Tipps gegen Schlafprobleme

  • Regelmäßigkeit. Gewohnheiten, vor allem feste Zeiten fürs Aufstehen und Zubettgehen (Wecker für beides stellen!) unterstützen die innere Uhr. Das bedeutet: keine Unterschiede zwischen Wochentagen und Wochenenden und nach einer schlechten Nacht nicht früher ins Bett gehen.
  • Kälte. Um einzuschlafen, muss der Körper seine Temperatur um etwa ein Grad Celsius senken. Eine kühle Umgebung hilft dabei. Im Schlafzimmer sollte es etwa 18 Grad warm sein. Frieren sollte man aber auch nicht.

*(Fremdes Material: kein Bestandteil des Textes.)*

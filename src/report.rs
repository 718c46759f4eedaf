use chrono::NaiveDate;
use csv::WriterBuilder;
use rust_decimal::prelude::*;
use serde::Serialize;
use std::io::Write;

use crate::error::TaxError;
use crate::gains::IncomeResult;
use crate::lot::SaleResult;
use crate::processor::BalanceSnapshot;
use crate::{q2, q8};

#[derive(Debug, Clone, PartialEq, Serialize)]
pub struct ReportRow {
    pub date: String,
    pub event_type: String,
    pub units: String,
    pub unit_price: String,
    pub value: String,
    pub gross_profit: String,
    pub taxes: String,
    pub net_profit: String,
    pub average_cost_price: String,
    pub currency: String,
}

#[derive(Debug, Default, Clone, PartialEq)]
pub struct Totals {
    pub value: Decimal,
    pub gross_profit: Decimal,
    pub taxes: Decimal,
    pub net_profit: Decimal,
    pub income: Decimal,
}

impl Totals {
    pub fn add_sale(&mut self, r: &SaleResult) -> Result<(), TaxError> {
        let overflow = || TaxError::Overflow { date: r.date };
        self.value = self.value.checked_add(r.value).ok_or_else(overflow)?;
        self.gross_profit = self
            .gross_profit
            .checked_add(r.gross_profit)
            .ok_or_else(overflow)?;
        self.taxes = self.taxes.checked_add(r.taxes).ok_or_else(overflow)?;
        self.net_profit = self
            .net_profit
            .checked_add(r.net_profit)
            .ok_or_else(overflow)?;
        Ok(())
    }

    pub fn add_income(&mut self, r: &IncomeResult) -> Result<(), TaxError> {
        let overflow = || TaxError::Overflow { date: r.date };
        self.income = self.income.checked_add(r.income).ok_or_else(overflow)?;
        self.taxes = self.taxes.checked_add(r.taxes).ok_or_else(overflow)?;
        self.net_profit = self
            .net_profit
            .checked_add(r.net_income)
            .ok_or_else(overflow)?;
        Ok(())
    }
}

fn make_row(date: NaiveDate, event_type: &str, currency: &str) -> ReportRow {
    ReportRow {
        date: date.format("%Y-%m-%d").to_string(),
        event_type: event_type.to_string(),
        units: String::new(),
        unit_price: String::new(),
        value: String::new(),
        gross_profit: String::new(),
        taxes: String::new(),
        net_profit: String::new(),
        average_cost_price: String::new(),
        currency: currency.to_string(),
    }
}

pub fn sale_row(r: &SaleResult, currency: &str) -> ReportRow {
    let mut row = make_row(r.date, "sale", currency);
    row.units = q8(r.units).to_string();
    row.unit_price = q2(r.unit_price).to_string();
    row.value = q2(r.value).to_string();
    row.gross_profit = q2(r.gross_profit).to_string();
    row.taxes = q2(r.taxes).to_string();
    row.net_profit = q2(r.net_profit).to_string();
    row.average_cost_price = q2(r.average_cost_price).to_string();
    row
}

pub fn income_row(r: &IncomeResult, currency: &str) -> ReportRow {
    let mut row = make_row(r.date, "mining_income", currency);
    row.units = q8(r.units).to_string();
    row.unit_price = q2(r.unit_price).to_string();
    row.value = q2(r.income).to_string();
    row.gross_profit = q2(r.income).to_string();
    row.taxes = q2(r.taxes).to_string();
    row.net_profit = q2(r.net_income).to_string();
    row.average_cost_price = q2(r.unit_price).to_string();
    row
}

/// Sale and income rows merged by date; on equal dates sales come first.
pub fn build_report(
    sales: &[SaleResult],
    income: &[IncomeResult],
    currency: &str,
) -> Result<(Vec<ReportRow>, Totals), TaxError> {
    let mut totals = Totals::default();
    let mut dated: Vec<(NaiveDate, ReportRow)> = Vec::with_capacity(sales.len() + income.len());

    for r in sales {
        totals.add_sale(r)?;
        dated.push((r.date, sale_row(r, currency)));
    }
    for r in income {
        totals.add_income(r)?;
        dated.push((r.date, income_row(r, currency)));
    }
    dated.sort_by(|a, b| a.0.cmp(&b.0));

    Ok((dated.into_iter().map(|(_, row)| row).collect(), totals))
}

pub fn write_report<W: Write>(rows: &[ReportRow], writer: W) -> Result<(), csv::Error> {
    let mut wtr = WriterBuilder::new().from_writer(writer);
    for row in rows {
        wtr.serialize(row)?;
    }
    wtr.flush()?;
    Ok(())
}

#[derive(Debug, Serialize)]
struct BalanceRow {
    date: String,
    lot: usize,
    purchase_date: String,
    units: String,
    unit_price: String,
}

pub fn write_balance<W: Write>(snapshots: &[BalanceSnapshot], writer: W) -> Result<(), csv::Error> {
    let mut wtr = WriterBuilder::new().from_writer(writer);
    for snapshot in snapshots {
        for lot in &snapshot.lots {
            wtr.serialize(BalanceRow {
                date: snapshot.date.format("%Y-%m-%d").to_string(),
                lot: lot.id.0,
                purchase_date: lot.purchase_date.format("%Y-%m-%d").to_string(),
                units: q8(lot.units_remaining).to_string(),
                unit_price: q2(lot.unit_price).to_string(),
            })?;
        }
    }
    wtr.flush()?;
    Ok(())
}
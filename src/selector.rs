//! Lot selection: which eligible lots a sale draws its units from.
//!
//! Every selector walks an ordering of the eligible lots and takes
//! `min(remaining, available)` from each until the sale is covered, splitting
//! the last lot touched. The orderings:
//!
//! - ACB: smallest `units_remaining` first. Order only matters for bookkeeping;
//!   the cost basis is the weighted average of the whole pool.
//! - FIFO: oldest purchase first, ties by insertion order.
//! - LIFO: newest purchase first, exact reverse of FIFO.
//! - HIFO: highest unit price first, ties by oldest purchase then insertion.

use rust_decimal::prelude::*;
use std::cmp::Ordering;
use tracing::debug;

use crate::checked_sum;
use crate::lot::{Lot, LotId};

/// Units taken from one lot.
#[derive(Debug, Clone, Copy, PartialEq, Eq)]
pub struct Draw {
    pub lot: LotId,
    pub units: Decimal,
    pub unit_price: Decimal,
}

impl Draw {
    pub fn cost(&self) -> Option<Decimal> {
        self.units.checked_mul(self.unit_price)
    }
}

/// Ordered draws for one sale, plus the size and value of the pool the draws
/// came from (measured before any consumption).
#[derive(Debug, Clone, PartialEq, Eq)]
pub struct DrawPlan {
    pub draws: Vec<Draw>,
    pub pool_units: Decimal,
    pub pool_value: Decimal,
}

impl DrawPlan {
    /// Weighted average price of the pool; zero for an empty pool.
    pub fn pool_average_price(&self) -> Option<Decimal> {
        if self.pool_units.is_zero() {
            return Some(Decimal::ZERO);
        }
        self.pool_value.checked_div(self.pool_units)
    }

    pub fn units_drawn(&self) -> Option<Decimal> {
        checked_sum(self.draws.iter().map(|d| d.units))
    }

    pub fn drawn_cost(&self) -> Option<Decimal> {
        self.draws
            .iter()
            .try_fold(Decimal::ZERO, |acc, d| acc.checked_add(d.cost()?))
    }
}

pub trait LotSelector {
    /// Orders the eligible lots in the sequence they should be drawn from.
    fn order(&self, eligible: &mut [&Lot]);

    /// `None` if the pool's units or value overflow a `Decimal`.
    fn draw_plan(&self, eligible: &[&Lot], units: Decimal) -> Option<DrawPlan> {
        let (pool_units, pool_value) = pool_totals(eligible)?;
        let mut ordered = eligible.to_vec();
        self.order(&mut ordered);

        let mut remaining = units;
        let mut draws = Vec::new();
        for lot in ordered {
            if remaining <= Decimal::ZERO {
                break;
            }
            let take = remaining.min(lot.units_remaining);
            debug!(lot = %lot.id, units = %take, price = %lot.unit_price, "draw");
            draws.push(Draw {
                lot: lot.id,
                units: take,
                unit_price: lot.unit_price,
            });
            remaining -= take;
        }

        Some(DrawPlan {
            draws,
            pool_units,
            pool_value,
        })
    }
}

/// `Σ(units)` and `Σ(price·units)` over the pool.
pub fn pool_totals(lots: &[&Lot]) -> Option<(Decimal, Decimal)> {
    let units = checked_sum(lots.iter().map(|l| l.units_remaining))?;
    let value = lots
        .iter()
        .try_fold(Decimal::ZERO, |acc, l| acc.checked_add(l.value()?))?;
    Some((units, value))
}

/// `Σ(price·units) / Σ(units)` over the pool; zero for an empty pool.
pub fn weighted_average_price(lots: &[&Lot]) -> Option<Decimal> {
    let (units, value) = pool_totals(lots)?;
    if units.is_zero() {
        return Some(Decimal::ZERO);
    }
    value.checked_div(units)
}

pub struct SmallestLotFirst;

impl LotSelector for SmallestLotFirst {
    fn order(&self, eligible: &mut [&Lot]) {
        eligible.sort_by(|a, b| {
            a.units_remaining
                .cmp(&b.units_remaining)
                .then(a.id.cmp(&b.id))
        });
    }
}

pub struct OldestFirst;

impl LotSelector for OldestFirst {
    fn order(&self, eligible: &mut [&Lot]) {
        eligible.sort_by(|a, b| by_date(a, b));
    }
}

pub struct NewestFirst;

impl LotSelector for NewestFirst {
    fn order(&self, eligible: &mut [&Lot]) {
        eligible.sort_by(|a, b| by_date(b, a));
    }
}

pub struct HighestPriceFirst;

impl LotSelector for HighestPriceFirst {
    fn order(&self, eligible: &mut [&Lot]) {
        eligible.sort_by(|a, b| b.unit_price.cmp(&a.unit_price).then(by_date(a, b)));
    }
}

fn by_date(a: &Lot, b: &Lot) -> Ordering {
    a.purchase_date
        .cmp(&b.purchase_date)
        .then(a.id.cmp(&b.id))
}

  • Bettzeit. Will der Schlaf einfach nicht kommen, dann raus aus dem Bett und zum Lesen oder Hören von ruhiger Musik oder einem Podcast in einen anderen, schwach beleuchteten Raum wechseln. Das Bett soll sich im Gehirn nicht als Ort der Schlaflosigkeit einnisten.
  • Alkohol ist kein Schlafmittel, sondern ein Sedativum, das zwar den Bewusstseinsverlust begünstigt, nicht aber den Schlaf: Die Schlafqualität unter Alkoholeinfluss sinkt deutlich. Kaffee wiederum ist zwar gesund, Koffein aber ist ein Stimulans, das sich nur langsam abbaut. Von der Tasse nach dem Mittagessen ist um Mitternacht noch immer ein Viertel im Körper aktiv.
  • Licht aktiviert das Hormon Melatonin, das ein wichtiger Regulator für die innere Uhr ist. Um den Unterschied zwischen Tag und Nacht zu betonen, sollte das Licht schon eine Stunde vorm Zubettgehen gedämmt werden. Tagsüber gilt: je mehr Licht, desto besser.
  • Abschalten. Bildschirme stören beim Einschlafen. Das liegt weniger am blauen Licht, das sie ausstrahlen, als an der Aufregung, die mit der Nutzung verbunden ist. Das Gehirn braucht Entspannung vor dem Schlaf.
  • Schlafstörungen sollten medizinisch/psychotherapeutisch behandelt werden.